By Jack Cameron Stanton
SHORT STORIES
Gunflower
Laura Jean McKay
Scribe, $29.99
The debate between “literature” and “science-fiction” has deep roots but reminds me of my days working in a Sydney bookstore. The guy who worked in the sci-fi/fantasy section would use the computer to recategorise Ursula K. Le Guin, Kurt Vonnegut and H.G. Wells, arguing that this was where they belonged. It’s a division that seems pure semantics, a quibble for fans and theorists, until you visit a publisher’s page and see that disclaimer: “We are not considering fantasy and science-fiction.” This exclusion means something else. It means hard science fiction. No spaceships or intergalactic wars.
Laura Jean McKay’s novel The Animals in That Country won the Victorian Premier’s Prize for Fiction and the Victorian Prize for Literature, but also the Aurealis and UK-based Arthur C. Clarke awards, which are given to the best science-fiction work of the year. What makes her selection interesting is that it signals a broadening of what contemporary science (or speculative) fiction means.
In this time of accelerating technological change and diminishing global climate, a subset of Australian writers, including James Bradley, Jennifer Mills, Claire G. Coleman, Jane Rawson, and McKay, are publishing fiction that defamiliarises the real by way of speculative tropes.
The zooflu at the heart of The Animals in That Country had a serendipitous (in thematic terms) and unfortunate (in real-world ones) alignment with the outbreak of coronavirus, putting to the test McKay’s predictions of how Australia might respond under pandemic conditions. Time, in a way, was on her side.
I’m on her side, too. The Animals in That Country is an excellent novel. As the virus infects humans, they understand the animals, who speak with a truncated strangeness reminiscent of Les Murray’s poems in Translations from the Natural World. But McKay’s animal voices are not poetry. They are a babel of personalities and lives. The novel holds up, although reading it in 2023 may incur unpleasant flashbacks to days of lockdown and panic.
The genre-hopping short stories in Gunflower, written over the past two decades, offer invaluable insight into the obsessions that have compelled McKay to return to the page. One overriding obsession is the collapsed boundaries between the human and non-human worlds, the leading idea in The Animals in That Country, and there’s probably an academic essay waiting to be written about McKay’s animal-human hybrids of subjectivity.

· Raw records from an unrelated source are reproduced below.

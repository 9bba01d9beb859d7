//! Fixed-capacity circular byte store.
//!
//! A [`RingBuffer`] keeps a sliding window over the most recent bytes pushed
//! into it. Positions inside the window are virtual: `0` is the oldest
//! retained byte and [`RingBuffer::len`] is one past the newest. The cursor
//! always satisfies `0 <= cursor <= len <= capacity`.

#[derive(Debug, Clone)]
pub struct RingBuffer {
    data: Box<[u8]>,
    /// Physical index of the oldest retained byte.
    head: usize,
    len: usize,
    cursor: usize,
}

impl RingBuffer {
    pub fn with_capacity(capacity: usize) -> Self {
        Self {
            data: vec![0; capacity].into_boxed_slice(),
            head: 0,
            len: 0,
            cursor: 0,
        }
    }

    pub fn capacity(&self) -> usize {
        self.data.len()
    }

    /// Number of bytes currently retained (the high-water mark of the window).
    pub fn len(&self) -> usize {
        self.len
    }

    pub fn is_empty(&self) -> bool {
        self.len == 0
    }

    pub fn cursor(&self) -> usize {
        self.cursor
    }

    /// Bytes between the cursor and the end of the window.
    pub fn available(&self) -> usize {
        self.len - self.cursor
    }

    /// Moves the cursor by `offset`, clamped to `[0, len]`.
    pub fn seek(&mut self, offset: isize) {
        let target = if offset.is_negative() {
            self.cursor.saturating_sub(offset.unsigned_abs())
        } else {
            self.cursor.saturating_add(offset as usize)
        };
        self.cursor = target.min(self.len);
    }

    /// Copies bytes from the cursor into `dst` and advances the cursor.
    ///
    /// Returns how many bytes were copied, at most [`RingBuffer::available`].
    pub fn read_into(&mut self, dst: &mut [u8]) -> usize {
        let count = dst.len().min(self.available());
        if count == 0 {
            return 0;
        }

        let capacity = self.capacity();
        let start = (self.head + self.cursor) % capacity;
        let first = count.min(capacity - start);
        dst[..first].copy_from_slice(&self.data[start..start + first]);
        dst[first..count].copy_from_slice(&self.data[..count - first]);

        self.cursor += count;
        count
    }

    /// Appends `bytes` at the end of the window, evicting the oldest bytes
    /// once capacity is exceeded. The cursor moves to the new end.
    pub fn push(&mut self, bytes: &[u8]) {
        let capacity = self.capacity();
        if capacity == 0 {
            return;
        }
        if bytes.is_empty() {
            self.cursor = self.len;
            return;
        }

        if bytes.len() >= capacity {
            self.data.copy_from_slice(&bytes[bytes.len() - capacity..]);
            self.head = 0;
            self.len = capacity;
            self.cursor = capacity;
            return;
        }

        let overflow = (self.len + bytes.len()).saturating_sub(capacity);
        self.head = (self.head + overflow) % capacity;
        self.len -= overflow;

        let tail = (self.head + self.len) % capacity;
        let first = bytes.len().min(capacity - tail);
        self.data[tail..tail + first].copy_from_slice(&bytes[..first]);
        self.data[..bytes.len() - first].copy_from_slice(&bytes[first..]);

        self.len += bytes.len();
        self.cursor = self.len;
    }
}

#[cfg(test)]
mod tests {
    use super::*;
    use rand::rngs::StdRng;
    use rand::{Rng, SeedableRng};

    fn assert_invariants(ring: &RingBuffer) {
        assert!(ring.cursor() <= ring.len());
        assert!(ring.len() <= ring.capacity());
    }

    #[test]
    fn push_then_rewind_replays_bytes() {
        let mut ring = RingBuffer::with_capacity(8);
        ring.push(b"abcde");
        ring.seek(-3);

        let mut out = [0u8; 3];
        assert_eq!(ring.read_into(&mut out), 3);
        assert_eq!(&out, b"cde");
        assert_eq!(ring.available(), 0);
    }

    #[test]
    fn evicts_oldest_bytes_first() {
        let mut ring = RingBuffer::with_capacity(4);
        ring.push(b"abc");
        ring.push(b"def");
        assert_eq!(ring.len(), 4);

        ring.seek(-100);
        assert_eq!(ring.cursor(), 0);

        let mut out = [0u8; 4];
        assert_eq!(ring.read_into(&mut out), 4);
        assert_eq!(&out, b"cdef");
    }

    #[test]
    fn oversized_push_keeps_tail() {
        let mut ring = RingBuffer::with_capacity(4);
        ring.push(b"x");
        ring.push(b"0123456789");
        ring.seek(-4);

        let mut out = [0u8; 8];
        assert_eq!(ring.read_into(&mut out), 4);
        assert_eq!(&out[..4], b"6789");
    }

    #[test]
    fn seek_clamps_to_window() {
        let mut ring = RingBuffer::with_capacity(4);
        ring.push(b"ab");
        ring.seek(10);
        assert_eq!(ring.cursor(), 2);
        ring.seek(-10);
        assert_eq!(ring.cursor(), 0);
        ring.seek(1);
        assert_eq!(ring.cursor(), 1);
    }

    #[test]
    fn zero_capacity_stores_nothing() {
        let mut ring = RingBuffer::with_capacity(0);
        ring.push(b"abc");
        ring.seek(-3);
        assert!(ring.is_empty());
        assert_eq!(ring.read_into(&mut [0u8; 3]), 0);
    }

    #[test]
    fn randomized_operations_match_model() {
        let mut rng = StdRng::seed_from_u64(0x5eed);

        for capacity in [1usize, 7, 16, 1024] {
            let mut ring = RingBuffer::with_capacity(capacity);
            // Model: every byte ever pushed plus a cursor into that history.
            let mut history: Vec<u8> = Vec::new();
            let mut position = 0usize;

            for _ in 0..2_000 {
                match rng.gen_range(0..3) {
                    0 => {
                        let count = rng.gen_range(0..capacity * 2 + 1);
                        let bytes: Vec<u8> = (0..count).map(|_| rng.r#gen()).collect();
                        ring.push(&bytes);
                        history.extend_from_slice(&bytes);
                        position = history.len();
                    }
                    1 => {
                        let offset = rng.gen_range(-(capacity as isize) * 2..=capacity as isize * 2);
                        ring.seek(offset);
                        let oldest = history.len() - ring.len();
                        let target = (position as isize + offset)
                            .clamp(oldest as isize, history.len() as isize);
                        position = target as usize;
                    }
                    _ => {
                        let mut out = vec![0u8; rng.gen_range(0..capacity + 2)];
                        let n = ring.read_into(&mut out);
                        let expected_len = out.len().min(history.len() - position);
                        assert_eq!(n, expected_len);
                        assert_eq!(&out[..n], &history[position..position + n]);
                        position += n;
                    }
                }

                assert_invariants(&ring);
                assert_eq!(history.len() - ring.len() + ring.cursor(), position);
            }
        }
    }
}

She inhabits or blurs the lines between human and non-human consciousnesses. These imaginative endeavours are acts of empathy and transferral. In Those Last Days of Summer we inhabit the mind of a chicken in a factory farm, while King embodies the alpha mentality of a kangaroo as it fights for supremacy. Cats at the Fire Front is an amusing inverse of domesticated and farmed animals in which sheep are great with kids and kept in the house while cats are farmed for their pelts. An insect bite in Flying Rods causes a woman’s metamorphosis into a giant mosquito. At one point, in Come See It All the Way From Town, rocks communicate their spiritual worship of human light. But amid these stories of animal-impersonation, metamorphosis, and clever reversals lie deeply human portrayals of ordinary suffering.
The most memorable stories are often the most human and the lengthiest, such as Lightning Man, Nine Days and Gunflower. They share the mood of uncanniness with the rest in the collection but fixate on a moment of loss and zoom in on that tragic state.
Lightning Man, for example, tells the story of a woman taking her child to watch her partner’s first day on the job as a lighting technician at a circus, a job they desperately need. Gunflower is a remarkable voyage of body and soul on a lawless abortion ship experienced by a woman terminating her pregnancy. And Nine Days lingers on the harrowing aftermath of a mother losing her child.
With such a diversity of lengths in the collection, McKay circles around her thematic obsessions — familial fracture, social and economic liminality, negotiations with motherhood, human and nonhuman subjectivities — and approaches them from multiple angles.
McKay has written about wanting to literally, rather than metaphorically or allegorically, portray non-human life. But, of course, we see ourselves in the animals.